## BRIEF
Each entry is to be transcribed exactly, with nothing added or dropped.

++++ SOURCE RECORDS

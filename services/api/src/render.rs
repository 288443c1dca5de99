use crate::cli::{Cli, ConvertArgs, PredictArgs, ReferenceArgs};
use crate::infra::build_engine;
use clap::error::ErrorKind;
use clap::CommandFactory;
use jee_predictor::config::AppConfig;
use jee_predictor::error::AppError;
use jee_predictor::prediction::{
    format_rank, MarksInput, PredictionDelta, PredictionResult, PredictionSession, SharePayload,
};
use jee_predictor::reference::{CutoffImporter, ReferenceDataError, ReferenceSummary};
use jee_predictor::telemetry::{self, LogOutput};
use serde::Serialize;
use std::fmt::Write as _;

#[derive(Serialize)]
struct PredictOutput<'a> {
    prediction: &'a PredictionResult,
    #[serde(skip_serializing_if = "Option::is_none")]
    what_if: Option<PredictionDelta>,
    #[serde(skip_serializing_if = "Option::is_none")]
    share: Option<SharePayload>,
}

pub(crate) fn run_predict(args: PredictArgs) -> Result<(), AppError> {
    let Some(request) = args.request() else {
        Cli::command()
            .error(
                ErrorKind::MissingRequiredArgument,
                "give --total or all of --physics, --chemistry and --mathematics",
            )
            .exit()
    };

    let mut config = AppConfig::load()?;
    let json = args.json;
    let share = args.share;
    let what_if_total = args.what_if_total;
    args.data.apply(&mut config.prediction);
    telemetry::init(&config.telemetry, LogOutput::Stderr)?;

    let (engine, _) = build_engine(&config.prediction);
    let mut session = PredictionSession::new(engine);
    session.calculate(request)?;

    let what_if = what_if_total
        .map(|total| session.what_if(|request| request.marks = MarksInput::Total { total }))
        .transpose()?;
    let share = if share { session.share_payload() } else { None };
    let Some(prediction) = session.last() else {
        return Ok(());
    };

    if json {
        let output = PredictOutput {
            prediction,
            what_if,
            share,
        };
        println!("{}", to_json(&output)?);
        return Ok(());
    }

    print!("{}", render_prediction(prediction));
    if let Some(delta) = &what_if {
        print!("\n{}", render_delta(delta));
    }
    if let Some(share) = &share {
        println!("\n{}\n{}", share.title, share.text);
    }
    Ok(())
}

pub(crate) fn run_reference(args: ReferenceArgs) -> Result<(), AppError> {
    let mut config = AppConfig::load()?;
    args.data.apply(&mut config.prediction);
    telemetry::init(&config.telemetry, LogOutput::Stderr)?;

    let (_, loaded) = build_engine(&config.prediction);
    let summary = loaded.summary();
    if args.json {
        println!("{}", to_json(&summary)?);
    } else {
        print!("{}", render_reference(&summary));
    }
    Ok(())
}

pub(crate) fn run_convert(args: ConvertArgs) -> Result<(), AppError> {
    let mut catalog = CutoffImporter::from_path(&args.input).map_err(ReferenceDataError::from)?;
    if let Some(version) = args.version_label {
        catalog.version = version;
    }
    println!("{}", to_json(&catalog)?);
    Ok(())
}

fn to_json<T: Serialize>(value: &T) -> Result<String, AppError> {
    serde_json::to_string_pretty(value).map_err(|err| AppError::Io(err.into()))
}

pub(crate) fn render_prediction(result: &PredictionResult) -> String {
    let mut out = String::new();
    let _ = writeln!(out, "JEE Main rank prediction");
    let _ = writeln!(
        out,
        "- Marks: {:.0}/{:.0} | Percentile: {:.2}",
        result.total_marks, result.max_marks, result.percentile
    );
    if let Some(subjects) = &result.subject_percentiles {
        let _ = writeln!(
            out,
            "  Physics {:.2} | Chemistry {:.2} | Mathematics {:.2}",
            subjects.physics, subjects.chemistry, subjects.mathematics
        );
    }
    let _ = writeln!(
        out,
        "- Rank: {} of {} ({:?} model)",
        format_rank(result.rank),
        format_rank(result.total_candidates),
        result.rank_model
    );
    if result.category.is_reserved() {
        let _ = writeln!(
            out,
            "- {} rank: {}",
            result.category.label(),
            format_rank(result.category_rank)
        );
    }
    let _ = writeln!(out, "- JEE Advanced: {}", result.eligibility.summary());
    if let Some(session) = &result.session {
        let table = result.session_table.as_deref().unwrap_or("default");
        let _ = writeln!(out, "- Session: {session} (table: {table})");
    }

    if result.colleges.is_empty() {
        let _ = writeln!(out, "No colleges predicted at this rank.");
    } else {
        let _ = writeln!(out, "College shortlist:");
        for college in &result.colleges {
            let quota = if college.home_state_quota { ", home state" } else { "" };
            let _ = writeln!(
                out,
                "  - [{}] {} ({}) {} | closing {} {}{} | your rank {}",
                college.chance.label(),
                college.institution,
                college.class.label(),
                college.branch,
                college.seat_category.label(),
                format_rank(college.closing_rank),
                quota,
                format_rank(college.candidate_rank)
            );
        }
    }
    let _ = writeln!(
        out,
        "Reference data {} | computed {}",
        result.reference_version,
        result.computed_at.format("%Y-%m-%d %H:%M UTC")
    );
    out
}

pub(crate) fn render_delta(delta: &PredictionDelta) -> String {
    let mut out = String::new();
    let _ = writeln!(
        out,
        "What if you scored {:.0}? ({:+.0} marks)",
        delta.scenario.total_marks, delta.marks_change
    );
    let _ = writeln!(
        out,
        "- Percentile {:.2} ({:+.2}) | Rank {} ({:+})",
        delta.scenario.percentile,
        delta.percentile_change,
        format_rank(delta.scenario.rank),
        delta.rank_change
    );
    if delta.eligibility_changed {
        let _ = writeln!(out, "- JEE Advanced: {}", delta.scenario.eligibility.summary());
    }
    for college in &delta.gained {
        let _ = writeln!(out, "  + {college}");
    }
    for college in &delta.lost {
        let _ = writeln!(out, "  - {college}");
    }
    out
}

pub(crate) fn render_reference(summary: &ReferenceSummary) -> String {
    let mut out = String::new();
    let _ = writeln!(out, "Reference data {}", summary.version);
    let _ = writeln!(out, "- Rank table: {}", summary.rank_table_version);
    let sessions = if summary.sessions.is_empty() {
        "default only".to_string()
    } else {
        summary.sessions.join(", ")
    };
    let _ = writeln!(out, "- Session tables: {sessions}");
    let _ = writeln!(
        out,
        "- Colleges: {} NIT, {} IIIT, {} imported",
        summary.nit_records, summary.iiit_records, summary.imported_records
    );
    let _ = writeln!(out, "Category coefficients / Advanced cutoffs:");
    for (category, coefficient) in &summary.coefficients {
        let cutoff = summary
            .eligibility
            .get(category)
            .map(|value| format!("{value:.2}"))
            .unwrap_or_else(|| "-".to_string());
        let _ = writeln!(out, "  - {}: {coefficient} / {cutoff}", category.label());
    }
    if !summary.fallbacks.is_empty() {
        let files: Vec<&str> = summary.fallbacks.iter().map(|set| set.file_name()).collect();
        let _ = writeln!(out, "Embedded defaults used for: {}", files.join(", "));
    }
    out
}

++++++++

## SOLUTION TO THE PROBLEM
filename services/api/src/render.rs
repository 288443c1dca5de99
use crate::cli::{Cli, ConvertArgs, PredictArgs, ReferenceArgs};
use crate::infra::build_engine;
use clap::error::ErrorKind;
use clap::CommandFactory;
use jee_predictor::config::AppConfig;
use jee_predictor::error::AppError;
use jee_predictor::prediction::{
    format_rank, MarksInput, PredictionDelta, PredictionResult, PredictionSession, SharePayload,
};
use jee_predictor::reference::{CutoffImporter, ReferenceDataError, ReferenceSummary};
use jee_predictor::telemetry::{self, LogOutput};
use serde::Serialize;
use std::fmt::Write as _;

#[derive(Serialize)]
struct PredictOutput<'a> {
    prediction: &'a PredictionResult,
    #[serde(skip_serializing_if = "Option::is_none")]
    what_if: Option<PredictionDelta>,
    #[serde(skip_serializing_if = "Option::is_none")]
    share: Option<SharePayload>,
}

pub(crate) fn run_predict(args: PredictArgs) -> Result<(), AppError> {
    let Some(request) = args.request() else {
        Cli::command()
            .error(
                ErrorKind::MissingRequiredArgument,
                "give --total or all of --physics, --chemistry and --mathematics",
            )
            .exit()
    };

    let mut config = AppConfig::load()?;
    let json = args.json;
    let share = args.share;
    let what_if_total = args.what_if_total;
    args.data.apply(&mut config.prediction);
    telemetry::init(&config.telemetry, LogOutput::Stderr)?;

    let (engine, _) = build_engine(&config.prediction);
    let mut session = PredictionSession::new(engine);
    session.calculate(request)?;

    let what_if = what_if_total
        .map(|total| session.what_if(|request| request.marks = MarksInput::Total { total }))
        .transpose()?;
    let share = if share { session.share_payload() } else { None };
    let Some(prediction) = session.last() else {
        return Ok(());
    };

    if json {
        let output = PredictOutput {
            prediction,
            what_if,
            share,
        };
        println!("{}", to_json(&output)?);
        return Ok(());
    }

    print!("{}", render_prediction(prediction));
    if let Some(delta) = &what_if {
        print!("\n{}", render_delta(delta));
    }
    if let Some(share) = &share {
        println!("\n{}\n{}", share.title, share.text);
    }
    Ok(())
}

pub(crate) fn run_reference(args: ReferenceArgs) -> Result<(), AppError> {
    let mut config = AppConfig::load()?;
    args.data.apply(&mut config.prediction);
    telemetry::init(&config.telemetry, LogOutput::Stderr)?;

    let (_, loaded) = build_engine(&config.prediction);
    let summary = loaded.summary();
    if args.json {
        println!("{}", to_json(&summary)?);
    } else {
        print!("{}", render_reference(&summary));
    }
    Ok(())
}

pub(crate) fn run_convert(args: ConvertArgs) -> Result<(), AppError> {
    let mut catalog = CutoffImporter::from_path(&args.input).map_err(ReferenceDataError::from)?;
    if let Some(version) = args.version_label {
        catalog.version = version;
    }
    println!("{}", to_json(&catalog)?);
    Ok(())
}

fn to_json<T: Serialize>(value: &T) -> Result<String, AppError> {
    serde_json::to_string_pretty(value).map_err(|err| AppError::Io(err.into()))
}

pub(crate) fn render_prediction(result: &PredictionResult) -> String {
    let mut out = String::new();
    let _ = writeln!(out, "JEE Main rank prediction");
    let _ = writeln!(
        out,
        "- Marks: {:.0}/{:.0} | Percentile: {:.2}",
        result.total_marks, result.max_marks, result.percentile
    );
    if let Some(subjects) = &result.subject_percentiles {
        let _ = writeln!(
            out,
            "  Physics {:.2} | Chemistry {:.2} | Mathematics {:.2}",
            subjects.physics, subjects.chemistry, subjects.mathematics
        );
    }
    let _ = writeln!(
        out,
        "- Rank: {} of {} ({:?} model)",
        format_rank(result.rank),
        format_rank(result.total_candidates),
        result.rank_model
    );
    if result.category.is_reserved() {
        let _ = writeln!(
            out,
            "- {} rank: {}",
            result.category.label(),
            format_rank(result.category_rank)
        );
    }
    let _ = writeln!(out, "- JEE Advanced: {}", result.eligibility.summary());
    if let Some(session) = &result.session {
        let table = result.session_table.as_deref().unwrap_or("default");
        let _ = writeln!(out, "- Session: {session} (table: {table})");
    }

    if result.colleges.is_empty() {
        let _ = writeln!(out, "No colleges predicted at this rank.");
    } else {
        let _ = writeln!(out, "College shortlist:");
        for college in &result.colleges {
            let quota = if college.home_state_quota { ", home state" } else { "" };
            let _ = writeln!(
                out,
                "  - [{}] {} ({}) {} | closing {} {}{} | your rank {}",
                college.chance.label(),
                college.institution,
                college.class.label(),
                college.branch,
                college.seat_category.label(),
                format_rank(college.closing_rank),
                quota,
                format_rank(college.candidate_rank)
            );
        }
    }
    let _ = writeln!(
        out,
        "Reference data {} | computed {}",
        result.reference_version,
        result.computed_at.format("%Y-%m-%d %H:%M UTC")
    );
    out
}

pub(crate) fn render_delta(delta: &PredictionDelta) -> String {
    let mut out = String::new();
    let _ = writeln!(
        out,
        "What if you scored {:.0}? ({:+.0} marks)",
        delta.scenario.total_marks, delta.marks_change
    );
    let _ = writeln!(
        out,
        "- Percentile {:.2} ({:+.2}) | Rank {} ({:+})",
        delta.scenario.percentile,
        delta.percentile_change,
        format_rank(delta.scenario.rank),
        delta.rank_change
    );
    if delta.eligibility_changed {
        let _ = writeln!(out, "- JEE Advanced: {}", delta.scenario.eligibility.summary());
    }
    for college in &delta.gained {
        let _ = writeln!(out, "  + {college}");
    }
    for college in &delta.lost {
        let _ = writeln!(out, "  - {college}");
    }
    out
}

pub(crate) fn render_reference(summary: &ReferenceSummary) -> String {
    let mut out = String::new();
    let _ = writeln!(out, "Reference data {}", summary.version);
    let _ = writeln!(out, "- Rank table: {}", summary.rank_table_version);
    let sessions = if summary.sessions.is_empty() {
        "default only".to_string()
    } else {
        summary.sessions.join(", ")
    };
    let _ = writeln!(out, "- Session tables: {sessions}");
    let _ = writeln!(
        out,
        "- Colleges: {} NIT, {} IIIT, {} imported",
        summary.nit_records, summary.iiit_records, summary.imported_records
    );
    let _ = writeln!(out, "Category coefficients / Advanced cutoffs:");
    for (category, coefficient) in &summary.coefficients {
        let cutoff = summary
            .eligibility
            .get(category)
            .map(|value| format!("{value:.2}"))
            .unwrap_or_else(|| "-".to_string());
        let _ = writeln!(out, "  - {}: {coefficient} / {cutoff}", category.label());
    }
    if !summary.fallbacks.is_empty() {
        let files: Vec<&str> = summary.fallbacks.iter().map(|set| set.file_name()).collect();
        let _ = writeln!(out, "Embedded defaults used for: {}", files.join(", "));
    }
    out
}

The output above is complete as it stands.